Pepper plants in the area of East Luwu Regency have existed since the Kedatuan Luwu era, first planted by Muhamma’ in the 1930s on the East Coast of Lake Towuti, according to Mr. Akib, a pepper community leader in Towuti who is currently around 73 years old. Muhamma’ is a trader of mixed Bugis and Toraja blood. During the Dutch era, farmers were ordered to plant a minimum of 3 trees/family of pepper in their respective yards. Furthermore, the pepper harvest is traded using a tablespoon measure.
After the Independence of the Republic of Indonesia, in the 1950s DI / TII founder Abdul Kahar Muzakkar appealed to the public to plant at least 25 pepper trees/family. According to him, “Someday a ship will come to pick up the pepper harvest in Tanah Luwu”. Since then, pepper has been planted in the garden. Some of the successful farmers in the 1950s included: Ambe ‘Bada’, Ne ‘Maraung, Sakka, Itte’, H. Arfa Mustafa, Syamsunusi, Ambo ‘Isa, Biuddin and others. Until the 1960s Ambe ‘. Bada ‘was able to weigh 1 ton of white pepper per harvest and Itte’ was able to send 800 cuttings of pepper to meet the needs of the pepper development program in Southeast Sulawesi.

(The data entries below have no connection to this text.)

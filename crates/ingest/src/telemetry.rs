use std::sync::Arc;

use tracing::{debug, error, info, warn};
use triage_core::error::Result;
use triage_core::model::trace::UNKNOWN;
use triage_core::time::parse_lookback;

use crate::chunk::ChunkingConfig;
use crate::dedup::{KnownTraces, prepare_replacement};
use crate::ingestor::KnowledgeIngestor;
use crate::narrative::build_narrative;
use crate::retry::RetryPolicy;
use crate::source::{TraceCollector, TraceSource};

/// Traces from the backend into the index, one narrative document per trace.
pub struct TelemetryIngestion {
    collector: TraceCollector<dyn TraceSource>,
    ingestor: KnowledgeIngestor,
    known: KnownTraces,
}

impl TelemetryIngestion {
    pub fn new(
        collector: TraceCollector<dyn TraceSource>,
        ingestor: KnowledgeIngestor,
        known: KnownTraces,
    ) -> Self {
        Self {
            collector,
            ingestor,
            known,
        }
    }

    pub fn from_parts(
        source: Arc<dyn TraceSource>,
        batch_policy: RetryPolicy,
        ingestor: KnowledgeIngestor,
    ) -> Self {
        Self::new(
            TraceCollector::new(source, batch_policy),
            ingestor,
            KnownTraces::new(),
        )
    }

    pub fn known(&self) -> &KnownTraces {
        &self.known
    }

    /// Returns the number of trace narratives written.
    pub async fn ingest_traces(&self, lookback: &str, limit: usize) -> Result<usize> {
        parse_lookback(lookback)?;
        info!(lookback, limit, "starting trace ingestion");

        let traces = self.collector.list_all_traces(lookback, limit).await;
        if traces.is_empty() {
            warn!("no traces returned by tracing backend");
            return Ok(0);
        }

        let index = self.ingestor.index().clone();
        let mut documents = Vec::new();
        let mut claimed = Vec::new();
        let mut duplicates = 0;
        for trace in &traces {
            let narrative = match build_narrative(trace) {
                Ok(Some(narrative)) => narrative,
                Ok(None) => {
                    debug!(trace_id = trace.trace_id(), "trace has no spans");
                    continue;
                }
                Err(e) => {
                    error!(trace_id = trace.trace_id(), error = %e, "skipping malformed trace");
                    continue;
                }
            };

            let trace_id = narrative.trace_id.clone();
            if trace_id != UNKNOWN {
                if !self.known.claim(&trace_id) {
                    duplicates += 1;
                    continue;
                }
                prepare_replacement(index.as_ref(), &trace_id).await;
                claimed.push(trace_id);
            }
            documents.push(narrative.into_document());
        }

        if duplicates > 0 {
            info!(count = duplicates, "skipped traces already embedded");
        }
        if documents.is_empty() {
            return Ok(0);
        }

        match self
            .ingestor
            .ingest(&documents, &ChunkingConfig::NARRATIVE)
            .await
        {
            Ok(count) => {
                info!(count, fetched = traces.len(), "trace ingestion complete");
                Ok(count)
            }
            Err(e) => {
                self.known.forget(claimed.iter().map(String::as_str));
                Err(e)
            }
        }
    }
}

In the range of the 1970s, the pepper plants died simultaneously due to disease attacks. It is suspected that the attacking disease is Pangkal Batang Rot, and the activity has stopped. The community has switched to cocoa and food crops.
After the pepper plants died out simultaneously, in the 1980s, pepper cultivation was resumed by Ambe ‘Mahasia, Baco’ murica, Akib, Daharing, Ambe ‘Rimba, and several other farmers, they tried to develop pepper on new open land with the physical conditions of the soil. different from the land where the previous pepper was cultivated. This activity gave good results.
Seeing the success of pepper farmers in the newly cleared land, in 1992 H. Bahar Indar as the Head of Loeha Village ordered his community to plant 500 pepper trees per household. He even threatened that “if there are people who do not plant pepper, they will be punished in 2000”. In the same decade, Drs. C Mustafa, as the Head of Tokalimbo Village, also urged the community to plant pepper. Furthermore, in 2006, Arifin Biuddin as the Head of Bantilang Village launched a mandatory planting of 500 pepper trees per family for Bantilang Village residents using community empowerment funds from PT. INCO Tbk.
In the era of the 2000s, the pepper plant grew rapidly along with the application of pepper cultivation technology. In terms of fertilization, people began to use manure from chicken manure. The marrutung technique, namely the technique of winding down the location of fruit-producing branches to maximize the use of climbing poles by immersing parts of the stems that do not produce branches into the ground to form roots, pepper farmers intensively do to increase production. This marruttung technique was first practiced by Baharuddin in the 1960s and was further encouraged by Sinrang DG. M. Ghazwan and Sadaruddin. In addition to the above techniques, current pepper farmers have also implemented a standard GAP for pepper plants.